◆ Task goal:
Take from the records below each line that holds "tokio".

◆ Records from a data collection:

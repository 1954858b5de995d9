//! # SmartRental API Server
//!
//! Serves registration, login, token refresh, and admin management of owners
//! and tenants over JSON/HTTP.
//!
//! ## Usage
//!
//! ```bash
//! DATABASE_URL=postgresql://... JWT_SECRET=... cargo run -p smartrental-api
//! ```

use smartrental_api::{
    app::{build_router, AppState},
    config::Config,
};
use smartrental_shared::db::{
    migrations::{ensure_database_exists, run_migrations},
    pool::{close_pool, create_pool},
};
use tracing_subscriber::{layer::SubscriberExt, util::SubscriberInitExt};

#[tokio::main]
async fn main() -> anyhow::Result<()> {
    tracing_subscriber::registry()
        .with(
            tracing_subscriber::EnvFilter::try_from_default_env().unwrap_or_else(|_| {
                "smartrental_api=debug,smartrental_shared=debug,tower_http=debug".into()
            }),
        )
        .with(tracing_subscriber::fmt::layer())
        .init();

    tracing::info!(
        "SmartRental API Server v{} starting...",
        env!("CARGO_PKG_VERSION")
    );

    let config = Config::from_env()?;

    ensure_database_exists(&config.database.url).await?;
    let pool = create_pool(config.database.pool_config()).await?;
    run_migrations(&pool).await?;

    let bind_address = config.bind_address();
    let app = build_router(AppState::new(pool.clone(), config));

    let listener = tokio::net::TcpListener::bind(&bind_address).await?;
    tracing::info!("Server listening on http://{}", bind_address);

    axum::serve(listener, app)
        .with_graceful_shutdown(shutdown_signal())
        .await?;

    close_pool(pool).await;
    tracing::info!("Server stopped");

    Ok(())
}

async fn shutdown_signal() {
    if let Err(e) = tokio::signal::ctrl_c().await {
        tracing::error!(error = %e, "Failed to listen for shutdown signal");
        return;
    }
    tracing::info!("Shutdown signal received, draining connections...");
}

◆ Answer to this task:
#[tokio::main]
    let listener = tokio::net::TcpListener::bind(&bind_address).await?;
    if let Err(e) = tokio::signal::ctrl_c().await {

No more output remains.